Search code examples
hadoophdfsbigdataflumeflume-ng

Increasing the file size in flume with memory channel


Below is my flume config file. Even after the changing the rollInterval and rollSize only 10 events is getting written also the console shows rollCount=10 and events=10. Also I tried increasing the rollCount to 1000 but no change in output. Can anyone suggest to increase the file size being written in hdfs. Whats wrong with the below conf file?

#naming components 

NetAgent.sources = NetCat_1 NetCat_2
NetAgent.sinks = HDFS
NetAgent.channels = MemChannel


NetAgent.sources.NetCat_1.type = netcat
NetAgent.sources.NetCat_1.bind = localhost
NetAgent.sources.NetCat_1.port = 8671

NetAgent.sources.NetCat_2.type = netcat
NetAgent.sources.NetCat_2.bind = localhost
NetAgent.sources.NetCat_2.port = 8672


NetAgent.sinks.HDFS.type = hdfs
NetAgent.sinks.HDFS.hdfs.path = file path here
NetAgent.sinks.HDFS.hdfs.filePrefix = test
NetAgent.sinks.HDFS.hdfs.rollSize = 67108864
NetAgent.sinks.HDFS.hdfs.rollInterval = 3600
NetAgent.sinks.HDFS.rollCount = 0
NetAgent.sinks.HDFS.hdfs.batchSize = 10000
NetAgent.sinks.HDFS.hdfs.writeFormat = Text
NetAgent.sinks.HDFS.hdfs.fileType = DataStream


NetAgent.channels.MemChannel.type = memory
NetAgent.channels.MemChannel.capacity = 20000
NetAgent.channels.MemChannel.transactionCapacity = 20000


NetAgent.sources.NetCat_1.channels = MemChannel
NetAgent.sources.NetCat_2.channels = MemChannel
NetAgent.sinks.HDFS.channel = MemChannel

The console logs as

(SinkRunner-PollingRunner-DefaultSinkProcessor) [DEBUg-org.apache.flume.sink.hdfs.BucketWriter.shouldRotate(BucketWriter.java)]
rolling: rollCount: 10, events: 10

the image shows the files written in HDFS


Solution

  • You forgot to add hdfs to your rollCount configuration.
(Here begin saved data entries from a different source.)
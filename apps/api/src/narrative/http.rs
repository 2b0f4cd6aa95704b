/// HTTP narrator for OpenAI-compatible `/chat/completions` endpoints.
///
/// Same retry policy as the embedding client: 429/5xx responses are retried
/// with exponential backoff, anything else fails fast. The orchestrator's
/// timeout bounds the whole call.
use std::time::Duration;

use async_trait::async_trait;
use reqwest::Client;
use serde::{Deserialize, Serialize};
use tracing::{debug, warn};

use super::prompts::{build_narrative_prompt, NARRATIVE_SYSTEM};
use super::{FeedbackProvider, NarrativeRequest};
use crate::similarity::http::api_error_message;
use crate::similarity::ProviderError;

const MAX_RETRIES: u32 = 3;
const RETRY_BASE_MS: u64 = 200;
const REQUEST_TIMEOUT: Duration = Duration::from_secs(60);
const MAX_TOKENS: u32 = 400;

#[derive(Debug, Serialize)]
struct ChatRequest<'a> {
    model: &'a str,
    max_tokens: u32,
    messages: Vec<ChatMessage<'a>>,
}

#[derive(Debug, Serialize)]
struct ChatMessage<'a> {
    role: &'a str,
    content: &'a str,
}

#[derive(Debug, Deserialize)]
struct ChatResponse {
    choices: Vec<ChatChoice>,
}

#[derive(Debug, Deserialize)]
struct ChatChoice {
    message: ChatReply,
}

#[derive(Debug, Deserialize)]
struct ChatReply {
    content: Option<String>,
}

#[derive(Clone)]
pub struct HttpChatClient {
    client: Client,
    url: String,
    model: String,
    api_key: Option<String>,
}

impl HttpChatClient {
    pub fn new(
        url: impl Into<String>,
        model: impl Into<String>,
        api_key: Option<String>,
    ) -> Result<Self, ProviderError> {
        let client = Client::builder().timeout(REQUEST_TIMEOUT).build()?;
        Ok(Self {
            client,
            url: url.into(),
            model: model.into(),
            api_key,
        })
    }

    async fn complete(&self, prompt: &str) -> Result<String, ProviderError> {
        let body = ChatRequest {
            model: &self.model,
            max_tokens: MAX_TOKENS,
            messages: vec![
                ChatMessage {
                    role: "system",
                    content: NARRATIVE_SYSTEM,
                },
                ChatMessage {
                    role: "user",
                    content: prompt,
                },
            ],
        };

        let mut last_error: Option<ProviderError> = None;

        for attempt in 0..MAX_RETRIES {
            if attempt > 0 {
                let delay = Duration::from_millis(RETRY_BASE_MS * (1 << (attempt - 1)));
                warn!(
                    attempt,
                    delay_ms = delay.as_millis() as u64,
                    "chat completion failed, retrying"
                );
                tokio::time::sleep(delay).await;
            }

            let mut builder = self.client.post(&self.url).json(&body);
            if let Some(key) = &self.api_key {
                builder = builder.bearer_auth(key);
            }

            let response = match builder.send().await {
                Ok(r) => r,
                Err(e) => {
                    last_error = Some(ProviderError::Http(e));
                    continue;
                }
            };

            let status = response.status();

            if status.as_u16() == 429 || status.is_server_error() {
                let message = response.text().await.unwrap_or_default();
                warn!(%status, "chat API returned a retryable status");
                last_error = Some(ProviderError::Api {
                    status: status.as_u16(),
                    message,
                });
                continue;
            }

            let text = response.text().await?;

            if !status.is_success() {
                return Err(ProviderError::Api {
                    status: status.as_u16(),
                    message: api_error_message(text),
                });
            }

            let summary = parse_completion(&text)?;
            debug!(model = %self.model, chars = summary.len(), "chat completion succeeded");
            return Ok(summary);
        }

        Err(last_error.unwrap_or_else(|| {
            ProviderError::Unavailable(format!("no response after {MAX_RETRIES} attempts"))
        }))
    }
}

#[async_trait]
impl FeedbackProvider for HttpChatClient {
    fn name(&self) -> &'static str {
        "http-chat"
    }

    async fn summarize(&self, request: &NarrativeRequest) -> Result<String, ProviderError> {
        self.complete(&build_narrative_prompt(request)).await
    }
}

/// Text of the first choice, trimmed. Blank replies count as empty content.
fn parse_completion(body: &str) -> Result<String, ProviderError> {
    let response: ChatResponse = serde_json::from_str(body)?;
    response
        .choices
        .into_iter()
        .next()
        .and_then(|choice| choice.message.content)
        .map(|content| content.trim().to_string())
        .filter(|content| !content.is_empty())
        .ok_or(ProviderError::EmptyContent)
}

#[cfg(test)]
mod tests {
    use super::*;

    #[test]
    fn test_parse_completion_takes_first_choice() {
        let body = r#"{"choices":[
            {"message":{"role":"assistant","content":"  Strong Python fit.  "}},
            {"message":{"role":"assistant","content":"ignored"}}
        ]}"#;
        assert_eq!(parse_completion(body).unwrap(), "Strong Python fit.");
    }

    #[test]
    fn test_parse_completion_rejects_blank_or_missing_content() {
        for body in [
            r#"{"choices":[]}"#,
            r#"{"choices":[{"message":{"content":null}}]}"#,
            r#"{"choices":[{"message":{"content":"   "}}]}"#,
        ] {
            assert!(matches!(parse_completion(body), Err(ProviderError::EmptyContent)), "{body}");
        }
    }

    #[test]
    fn test_parse_completion_malformed_json() {
        assert!(matches!(parse_completion("not json"), Err(ProviderError::Parse(_))));
    }

    #[test]
    fn test_new_client_keeps_model() {
        let client = HttpChatClient::new("http://localhost:9/v1/chat/completions", "m", None).unwrap();
        assert_eq!(client.model, "m");
        assert_eq!(client.name(), "http-chat");
    }
}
It is using the default value of 10 because it doesn't see your configuration. Notice that your config for HDFS is:

    NetAgent.sinks.HDFS.type = hdfs
    NetAgent.sinks.HDFS.hdfs.rollSize = 67108864
    NetAgent.sinks.HDFS.hdfs.rollInterval = 3600
    NetAgent.sinks.HDFS.rollCount = 0
    NetAgent.sinks.HDFS.hdfs.batchSize = 10000
    NetAgent.sinks.HDFS.hdfs.writeFormat = Text
    NetAgent.sinks.HDFS.hdfs.fileType = DataStream
    

    In the rollCount line, it needs to be:

    NetAgent.sinks.HDFS.hdfs.rollCount = 0
    

    This will override the default rollCount and your Flume agent will behave how you want it to.